The SH3BGR/STAT3 Pathway Regulates Cell Migration and Angiogenesis Induced by a Gammaherpesvirus MicroRNA

• Published in: PLoS pathogens Vol. 12; no. 4; p. e1005605
• Main Authors: Li, Wan, Yan, Qin, Ding, Xiangya, Shen, Chenyou, Hu, Minmin, Zhu, Ying, Qin, Di, Lu, Hongmei, Krueger, Brian J, Renne, Rolf, Gao, Shou-Jiang, Lu, Chun
• Format: Journal Article
• Language: English
• Published: United States Public Library of Science 01.04.2016; Public Library of Science (PLoS)

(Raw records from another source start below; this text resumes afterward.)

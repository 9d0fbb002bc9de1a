//! Query-string encoding for request models.
//!
//! A request model is any `Serialize` struct. Null fields are skipped, and
//! fields named `min<X>` / `max<X>` (prefix matched case-insensitively) are
//! range bounds: when both bounds are set they collapse into a single
//! `<X>=min-max` parameter, and when only one is set the bound is dropped.

use serde::Serialize;
use serde_json::{Map, Value};

use crate::{LoaderError, Result};

/// Encodes `request` as `key=value` pairs joined by `&`, without a leading `?`.
pub fn build_query<Q: Serialize + ?Sized>(request: &Q) -> Result<String> {
    let fields = match serde_json::to_value(request) {
        Ok(Value::Object(fields)) => fields,
        Ok(Value::Null) => Map::new(),
        Ok(other) => {
            return Err(LoaderError::Decode(format!(
                "query request must serialize to an object, got {other}"
            )))
        }
        Err(err) => {
            return Err(LoaderError::Decode(format!(
                "could not encode query request: {err}"
            )))
        }
    };

    let mut pairs: Vec<(String, String)> = Vec::with_capacity(fields.len());
    let mut emitted_ranges: Vec<String> = Vec::new();

    for (key, value) in &fields {
        if value.is_null() {
            continue;
        }

        if let Some((_, suffix)) = split_range_bound(key) {
            let folded = suffix.to_ascii_lowercase();
            if emitted_ranges.contains(&folded) {
                continue;
            }
            let min = find_bound(&fields, "min", suffix);
            let max = find_bound(&fields, "max", suffix);
            if let (Some(min), Some(max)) = (min, max) {
                pairs.push((
                    suffix.to_owned(),
                    format!("{}-{}", scalar_text(min), scalar_text(max)),
                ));
                emitted_ranges.push(folded);
            }
            continue;
        }

        match value {
            Value::Array(items) => {
                for item in items.iter().filter(|item| !item.is_null()) {
                    pairs.push((key.clone(), scalar_text(item)));
                }
            }
            other => pairs.push((key.clone(), scalar_text(other))),
        }
    }

    Ok(pairs
        .iter()
        .map(|(key, value)| format!("{}={}", urlencoding::encode(key), urlencoding::encode(value)))
        .collect::<Vec<_>>()
        .join("&"))
}

/// Appends the encoded query to `path`, adding `?` only when needed.
pub fn with_query<Q: Serialize + ?Sized>(path: &str, request: &Q) -> Result<String> {
    let query = build_query(request)?;
    if query.is_empty() {
        return Ok(path.to_owned());
    }
    let separator = if path.contains('?') { '&' } else { '?' };
    Ok(format!("{path}{separator}{query}"))
}

fn split_range_bound(key: &str) -> Option<(&str, &str)> {
    let prefix = key.get(..3)?;
    let suffix = &key[3..];
    if suffix.is_empty() {
        return None;
    }
    if prefix.eq_ignore_ascii_case("min") || prefix.eq_ignore_ascii_case("max") {
        Some((prefix, suffix))
    } else {
        None
    }
}

fn find_bound<'a>(fields: &'a Map<String, Value>, bound: &str, suffix: &str) -> Option<&'a Value> {
    fields.iter().find_map(|(key, value)| {
        let (prefix, other_suffix) = split_range_bound(key)?;
        (prefix.eq_ignore_ascii_case(bound)
            && other_suffix.eq_ignore_ascii_case(suffix)
            && !value.is_null())
        .then_some(value)
    })
}

fn scalar_text(value: &Value) -> String {
    match value {
        Value::String(text) => text.clone(),
        Value::Bool(flag) => flag.to_string(),
        Value::Number(number) => number.to_string(),
        Value::Null => String::new(),
        nested => nested.to_string(),
    }
}

#[cfg(test)]
mod tests {
    use serde::Serialize;

    use super::{build_query, with_query};

    #[derive(Default, Serialize)]
    #[serde(rename_all = "PascalCase")]
    struct Search {
        id: Option<i64>,
        min_year: Option<i32>,
        max_year: Option<i32>,
        min_rating: Option<f64>,
        max_rating: Option<f64>,
        status: Option<String>,
    }

    #[test]
    fn min_max_pair_collapses_into_range() {
        let search = Search {
            min_year: Some(2000),
            max_year: Some(2020),
            ..Search::default()
        };
        assert_eq!(build_query(&search).expect("must encode"), "Year=2000-2020");
    }

    #[test]
    fn lone_bound_is_dropped() {
        let search = Search {
            min_rating: Some(7.5),
            status: Some("completed".to_owned()),
            ..Search::default()
        };
        assert_eq!(build_query(&search).expect("must encode"), "Status=completed");
    }

    #[test]
    fn keys_and_values_are_percent_encoded() {
        #[derive(Serialize)]
        struct Request {
            #[serde(rename = "name ru")]
            name: &'static str,
            #[serde(rename = "minRating.kp")]
            min_kp: f64,
            #[serde(rename = "maxRating.kp")]
            max_kp: f64,
        }

        let query = build_query(&Request {
            name: "Брат & сестра",
            min_kp: 7.5,
            max_kp: 10.0,
        })
        .expect("must encode");

        assert_eq!(
            query,
            "name%20ru=%D0%91%D1%80%D0%B0%D1%82%20%26%20%D1%81%D0%B5%D1%81%D1%82%D1%80%D0%B0&Rating.kp=7.5-10.0"
        );
    }

    #[test]
    fn arrays_repeat_the_key() {
        #[derive(Serialize)]
        struct Request {
            kind: Vec<&'static str>,
        }
        let query = build_query(&Request {
            kind: vec!["movie", "anime"],
        })
        .expect("must encode");
        assert_eq!(query, "kind=movie&kind=anime");
    }

    #[test]
    fn with_query_skips_separator_for_empty_query() {
        assert_eq!(
            with_query("/v1.4/movie/random", &Search::default()).expect("must encode"),
            "/v1.4/movie/random"
        );
        let search = Search {
            id: Some(42),
            ..Search::default()
        };
        assert_eq!(
            with_query("/v1.4/movie/random", &search).expect("must encode"),
            "/v1.4/movie/random?Id=42"
        );
    }
}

• Subjects: Analysis; Angiogenesis; Animals; B cells; Biology and Life Sciences; Blotting, Western; Cell adhesion & migration; Cell cycle; Cell Movement - physiology; Cytokines; Endothelium; Experiments; Gammaherpesvirus; Genomes; Glutamate; Herpesvirus 8, Human - physiology; Human Umbilical Vein Endothelial Cells; Humans; Immunohistochemistry; Immunoprecipitation; Kaposi's sarcoma-associated herpesvirus; Kaposis sarcoma; Kinases; Mass spectrometry; Mediation; Medicine and Health Sciences; Mice; Mice, Nude; MicroRNA; MicroRNAs; Microscopy, Confocal; Muscle Proteins - metabolism; Neovascularization, Pathologic - genetics; Neovascularization, Pathologic - metabolism; Polymerase Chain Reaction; Protein binding; Proteins; RNA, Viral; Rodents; Sarcoma; Sarcoma, Kaposi - pathology; Signal Transduction - physiology; STAT3 Transcription Factor - metabolism; Transfection; Tumors; Viral infections; China
• ISSN: 1553-7374; 1553-7366; 1553-7374
• DOI: 10.1371/journal.ppat.1005605

Kaposi's sarcoma (KS)-associated herpesvirus (KSHV) is a gammaherpesvirus etiologically associated with KS, a highly disseminated angiogenic tumor of hyperproliferative spindle endothelial cells. KSHV encodes 25 mature microRNAs but their roles in KSHV-induced tumor dissemination and angiogenesis remain unknown. Here, we investigated KSHV-encoded miR-K12-6-3p (miR-K6-3p) promotion of endothelial cell migration and angiogenesis, which are the underlying mechanisms of tumor dissemination and angiogenesis. We found that ectopic expression of miR-K6-3p promoted endothelial cell migration and angiogenesis. Mass spectrometry, bioinformatics and luciferase reporter analyses revealed that miR-K6-3p directly targeted sequence in the 3' untranslated region (UTR) of SH3 domain binding glutamate-rich protein (SH3BGR). Overexpression of SH3BGR reversed miR-K6-3p induction of cell migration and angiogenesis. Mechanistically, miR-K6-3p downregulated SH3BGR, hence relieved STAT3 from SH3BGR direct binding and inhibition, which was required for miR-K6-3p maximum activation of STAT3 and induction of cell migration and angiogenesis. Finally, deletion of miR-K6 from the KSHV genome abrogated its effect on the SH3BGR/STAT3 pathway, and KSHV-induced migration and angiogenesis. Our results illustrated that, by inhibiting SH3BGR, miR-K6-3p enhances cell migration and angiogenesis by activating the STAT3 pathway, and thus contributes to the dissemination and angiogenesis of KSHV-induced malignancies.